A major mind-shift happened during my stay in the hospital. I realized how quickly my life could change and never to take it for granted. I am so thankful for the support I received from family, friends, and our church family who dropped off meals to us for the first three weeks when we got home. I still, to this day, do not know how my husband was able to hold it together while taking care of the new baby, being with me, and checking in on our other children. I am also grateful to my support team at Macaroni KID that gave me all the time I needed to recover.  I want to share some of my take-aways from this life experience:




Educate yourself. Get connected.

Ask questions and do your own research. Know the risks that are involved when you’re making decisions, so you can discuss them with your partner in advance, whenever possible. If you’re going through something difficult now, find resources for support. I’ve seen so many women share their different struggles on social media, looking for someone who understands them. I’m working to establish a space where moms can come together and share their life experiences, joys and struggles with one another. We’re not alone on this journey.
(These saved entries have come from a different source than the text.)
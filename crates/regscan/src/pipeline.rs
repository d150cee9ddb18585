//! High-level pipeline: input discovery, parallel parsing, analysis, export.

use std::path::{Path, PathBuf};

use rayon::prelude::*;
use regscan_analysis::{AnalysisConfig, AnalysisSession};
use regscan_catalog::PeripheralCatalog;
use regscan_ir::Module;
use tracing::{debug, info, info_span, warn};
use walkdir::WalkDir;

use crate::{Error, Result};

/// File extension of textual LLVM IR.
pub const IR_EXTENSION: &str = "ll";

/// Report layout.
#[derive(Clone, Copy, Debug, Default, PartialEq, Eq)]
pub enum ReportKind {
    /// Accesses grouped per peripheral.
    #[default]
    Grouped,
    /// Accesses in estimated execution order.
    Chronological,
}

/// Options for an end-to-end analysis run.
#[derive(Clone, Debug)]
pub struct RunOptions {
    pub config: AnalysisConfig,
    pub report: ReportKind,
    /// Catalog file replacing the built-in MIMXRT700 catalog.
    pub catalog: Option<PathBuf>,
    /// Parser threads (0 = auto).
    pub jobs: usize,
}

impl Default for RunOptions {
    fn default() -> Self {
        Self {
            config: AnalysisConfig::default(),
            report: ReportKind::Grouped,
            catalog: None,
            jobs: 0,
        }
    }
}

impl RunOptions {
    pub fn new() -> Self {
        Self::default()
    }

    #[must_use]
    pub fn with_config(mut self, config: AnalysisConfig) -> Self {
        self.config = config;
        self
    }

    #[must_use]
    pub fn with_report(mut self, report: ReportKind) -> Self {
        self.report = report;
        self
    }

    #[must_use]
    pub fn with_catalog(mut self, path: impl Into<PathBuf>) -> Self {
        self.catalog = Some(path.into());
        self
    }

    #[must_use]
    pub fn with_jobs(mut self, jobs: usize) -> Self {
        self.jobs = jobs;
        self
    }
}

/// One input file and its parse outcome.
#[derive(Debug)]
pub struct ParsedInput {
    pub path: PathBuf,
    pub module: regscan_ir::Result<Module>,
}

/// Outcome of [`analyze_inputs`].
#[derive(Debug, Clone, Copy, Default, PartialEq, Eq)]
pub struct RunSummary {
    pub modules_parsed: usize,
    pub modules_failed: usize,
    pub accesses: usize,
}

/// Expand `inputs` into IR files. Directories are scanned recursively for
/// `.ll` files in sorted order; plain files are taken as given.
pub fn collect_inputs(inputs: &[PathBuf]) -> Result<Vec<PathBuf>> {
    let mut files = Vec::new();
    for input in inputs {
        if input.is_dir() {
            let mut found = Vec::new();
            for entry in WalkDir::new(input).follow_links(true).sort_by_file_name() {
                let entry = entry?;
                let path = entry.path();
                if entry.file_type().is_file()
                    && path.extension().is_some_and(|ext| ext == IR_EXTENSION)
                {
                    found.push(path.to_path_buf());
                }
            }
            debug!(dir = %input.display(), files = found.len(), "scanned input directory");
            files.extend(found);
        } else if input.exists() {
            files.push(input.clone());
        } else {
            return Err(Error::MissingInput(input.clone()));
        }
    }
    Ok(files)
}

/// Parse every file on a dedicated rayon pool. Results keep input order.
pub fn parse_inputs(paths: &[PathBuf], jobs: usize) -> Result<Vec<ParsedInput>> {
    let _span = info_span!("parse_inputs").entered();
    let threads = if jobs == 0 { num_cpus::get() } else { jobs };
    debug!(files = paths.len(), threads, "parsing inputs");

    let pool = rayon::ThreadPoolBuilder::new().num_threads(threads).build()?;
    let parsed: Vec<ParsedInput> = pool.install(|| {
        paths
            .par_iter()
            .map(|path| ParsedInput {
                path: path.clone(),
                module: regscan_ir::parse_file(path),
            })
            .collect()
    });
    Ok(parsed)
}

/// Load the catalog named by `path`, or the built-in one.
pub fn load_catalog(path: Option<&Path>) -> Result<PeripheralCatalog> {
    match path {
        Some(path) => {
            let catalog = PeripheralCatalog::from_json_file(path)?;
            info!(path = %path.display(), peripherals = catalog.peripherals().len(), "loaded catalog");
            Ok(catalog)
        }
        None => Ok(PeripheralCatalog::mimxrt700()),
    }
}

/// Analyze parsed inputs in order against `session`. Inputs that failed to
/// parse are skipped with a warning.
pub fn analyze_inputs(session: &mut AnalysisSession, inputs: &[ParsedInput]) -> RunSummary {
    let mut summary = RunSummary::default();
    for input in inputs {
        match &input.module {
            Ok(module) => {
                summary.modules_parsed += 1;
                summary.accesses += session.analyze_module(module);
            }
            Err(e) => {
                summary.modules_failed += 1;
                warn!(path = %input.path.display(), error = %e, "skipping module");
            }
        }
    }
    debug!(
        parsed = summary.modules_parsed,
        failed = summary.modules_failed,
        accesses = summary.accesses,
        "analysis complete"
    );
    summary
}

/// Write the report selected by `kind` to `output`.
pub fn export(session: &AnalysisSession, kind: ReportKind, output: &Path) -> Result<()> {
    match kind {
        ReportKind::Grouped => regscan_analysis::write_grouped(session, output)?,
        ReportKind::Chronological => regscan_analysis::write_chronological(session, output)?,
    }
    Ok(())
}

/// Run the whole pipeline: discover, parse, analyze and export.
///
/// Fails with [`Error::NoModules`] when no input parsed; the report is not
/// written in that case.
pub fn run(inputs: &[PathBuf], output: &Path, options: &RunOptions) -> Result<(AnalysisSession, RunSummary)> {
    let catalog = load_catalog(options.catalog.as_deref())?;
    let files = collect_inputs(inputs)?;
    info!(files = files.len(), "collected inputs");
    let parsed = parse_inputs(&files, options.jobs)?;

    let mut session = AnalysisSession::new(options.config.clone(), catalog);
    let summary = analyze_inputs(&mut session, &parsed);
    if summary.modules_parsed == 0 {
        return Err(Error::NoModules);
    }
    export(&session, options.report, output)?;
    Ok((session, summary))
}

#[cfg(test)]
mod tests {
    use super::*;

    #[test]
    fn test_collect_inputs_sorted() {
        let dir = tempfile::tempdir().unwrap();
        std::fs::create_dir(dir.path().join("sub")).unwrap();
        std::fs::write(dir.path().join("b.ll"), "").unwrap();
        std::fs::write(dir.path().join("a.ll"), "").unwrap();
        std::fs::write(dir.path().join("notes.txt"), "").unwrap();
        std::fs::write(dir.path().join("sub").join("c.ll"), "").unwrap();

        let files = collect_inputs(&[dir.path().to_path_buf()]).unwrap();
        let names: Vec<_> = files
            .iter()
            .map(|p| p.strip_prefix(dir.path()).unwrap().to_path_buf())
            .collect();
        assert_eq!(
            names,
            vec![PathBuf::from("a.ll"), PathBuf::from("b.ll"), PathBuf::from("sub/c.ll")]
        );
    }

    #[test]
    fn test_missing_input() {
        let err = collect_inputs(&[PathBuf::from("/nonexistent/x.ll")]).unwrap_err();
        assert!(matches!(err, Error::MissingInput(_)));
    }

    #[test]
    fn test_failed_parse_is_skipped() {
        let dir = tempfile::tempdir().unwrap();
        let good = dir.path().join("good.ll");
        let bad = dir.path().join("bad.bc");
        std::fs::write(&good, "define i32 @main() {\n  ret i32 0\n}\n").unwrap();
        std::fs::write(&bad, [b'B', b'C', 0xC0, 0xDE]).unwrap();

        let parsed = parse_inputs(&[bad, good], 2).unwrap();
        assert!(parsed[0].module.is_err());
        assert!(parsed[1].module.is_ok());

        let mut session = AnalysisSession::new(AnalysisConfig::default(), PeripheralCatalog::mimxrt700());
        let summary = analyze_inputs(&mut session, &parsed);
        assert_eq!(
            summary,
            RunSummary {
                modules_parsed: 1,
                modules_failed: 1,
                accesses: 0
            }
        );
    }
}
Everything isn’t always ok, and that’s ok. Speak up.

I went through a period of ups and downs after this experience. While we didn’t anticipate having another baby, having that possibility abruptly taken away was HARD. I had so much to be thankful for. Some people struggle to have just one. I’m alive. I’m blessed. Despite all of those truths, I was struggling emotionally and, at times, not sure if I was ok. I talked to my husband, and sought out a therapist when things weren’t getting better. Having a baby is huge adjustment and it’s so crucial to get the support that you need. Some of the biggest lessons I’ve learned in my adult life is what my dad shared with me…
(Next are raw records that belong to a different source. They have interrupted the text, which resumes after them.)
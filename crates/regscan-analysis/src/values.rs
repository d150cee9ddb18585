//! Constant folding of stored values and bit-effect analysis.

use regscan_ir::{BinOp, Function, InstKind, Operand, width_mask};

use crate::access::full_width_bits;

/// A binary operation feeding a store, with operands in source order.
struct BitOp<'a> {
    op: BinOp,
    lhs: &'a Operand,
    rhs: &'a Operand,
}

/// Find the binary operation that defines `value`, as an instruction or a
/// constant expression.
fn defining_binary<'a>(func: &'a Function, value: &'a Operand) -> Option<BitOp<'a>> {
    match value {
        Operand::ConstBinary { op, lhs, rhs } => Some(BitOp { op: *op, lhs, rhs }),
        Operand::Local(name) => match &func.defining_instruction(name)?.kind {
            InstKind::Binary { op, lhs, rhs, .. } => Some(BitOp { op: *op, lhs, rhs }),
            _ => None,
        },
        _ => None,
    }
}

/// Fold two constants under a bitwise operator.
fn fold(op: BinOp, a: u64, b: u64) -> Option<u64> {
    match op {
        BinOp::Or => Some(a | b),
        BinOp::And => Some(a & b),
        BinOp::Xor => Some(a ^ b),
        _ => None,
    }
}

/// Constant value of `value` if it is a literal or a two-constant `or`/`and`.
pub fn extract_constant(func: &Function, value: &Operand) -> Option<u64> {
    if let Some(v) = value.as_const_int() {
        return Some(v);
    }
    let bin = defining_binary(func, value)?;
    if !matches!(bin.op, BinOp::Or | BinOp::And) {
        return None;
    }
    fold(bin.op, bin.lhs.as_const_int()?, bin.rhs.as_const_int()?)
}

/// Bit names touched by storing `value` into a `data_size`-bit register.
///
/// `or`/`xor` with a constant mask report the mask bits, `and` reports the
/// bits cleared by the mask. Anything else gets the full-width label.
pub fn bits_modified(func: &Function, value: &Operand, data_size: u32) -> Vec<String> {
    let bits = defining_binary(func, value)
        .filter(|bin| bin.op.is_bitwise())
        .and_then(|bin| {
            let mask = bin.rhs.as_const_int().or_else(|| bin.lhs.as_const_int())?;
            let affected = match bin.op {
                BinOp::And => !mask,
                _ => mask,
            } & width_mask(data_size);
            Some(
                (0..data_size)
                    .filter(|i| affected & (1u64 << i) != 0)
                    .map(|i| format!("bit_{i}"))
                    .collect::<Vec<_>>(),
            )
        })
        .unwrap_or_default();

    if bits.is_empty() {
        vec![full_width_bits(data_size)]
    } else {
        bits
    }
}

#[cfg(test)]
mod tests {
    use super::*;
    use regscan_ir::parse_module;

    const MODULE: &str = r"
define void @f(i32 %x) {
  %a = or i32 %x, 6
  %b = and i32 %x, -2
  %c = xor i32 128, %x
  %d = or i32 2, 4
  %e = add i32 %x, 1
  %g = or i32 %x, 0
  ret void
}
";

    fn with_function(check: impl FnOnce(&Function)) {
        let module = parse_module(MODULE, "v.ll").unwrap();
        check(module.function("f").unwrap());
    }

    #[test]
    fn test_bits_modified() {
        with_function(|f| {
            let local = |n: &str| Operand::Local(n.into());
            assert_eq!(bits_modified(f, &local("a"), 32), vec!["bit_1", "bit_2"]);
            assert_eq!(bits_modified(f, &local("b"), 32), vec!["bit_0"]);
            assert_eq!(bits_modified(f, &local("c"), 32), vec!["bit_7"]);
            assert_eq!(bits_modified(f, &local("e"), 32), vec!["bit_0-31"]);
            assert_eq!(bits_modified(f, &local("g"), 32), vec!["bit_0-31"]);
            assert_eq!(bits_modified(f, &Operand::int(32, 5), 16), vec!["bit_0-15"]);
        });
    }

    #[test]
    fn test_extract_constant() {
        with_function(|f| {
            assert_eq!(extract_constant(f, &Operand::int(32, 9)), Some(9));
            assert_eq!(extract_constant(f, &Operand::Local("d".into())), Some(6));
            assert_eq!(extract_constant(f, &Operand::Local("a".into())), None);
            assert_eq!(extract_constant(f, &Operand::Local("x".into())), None);
            let expr = Operand::ConstBinary {
                op: BinOp::And,
                lhs: Box::new(Operand::int(32, 0xFF)),
                rhs: Box::new(Operand::int(32, 0x0F)),
            };
            assert_eq!(extract_constant(f, &expr), Some(0x0F));
        });
    }
}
  • To accept help when it’s being offered,or we rob the giver of being a blessing to us. 
  • Don’t try to reinvent the wheel, let someone with experience come alongside you. 
  • Stop trying to do it all..you can’t.

I feel like there’s this perceived pressure we put on ourselves to do it all. That we should be able to adjust and keep it all together. It looks like other people have it together, right? But if we stop and get real with one another, we’ll quickly realize that it’s not always the case.

Embrace the seasons

Ahhhh, this one is so hard to learn while you’re in the middle of raising children! If you have older children, you know how fast time goes. If you are a new parent, just take one day at a time! I embraced the seasons with my first, but wished them away with my second and third baby. The sleepless nights, the seemingly endless feedings, putting the needs of your child ahead of your own…the list could go on and on. IT’S A LOT! I wanted them to be independent as soon as possible so I could get my body back, get my hands back, and do “all the things”. This year, my oldest is turning ten, my 2nd youngest is starting kindergarten, and my baby just turned one. I intentionally took in the moments and time didn’t slow down one bit!  It seems never-ending when we’re in the middle of it, but when we get to the other side, and our children are grown, suddenly the years seem so short! 

Late one night, while scrolling my phone to stay awake through the middle-of-the-night feedings, the following video popped up. This is your reminder to take the pictures and record the videos. Slow down and enjoy each day, even when it’s chaotic, even when messes are made right after you clean up. It won’t be this way forever.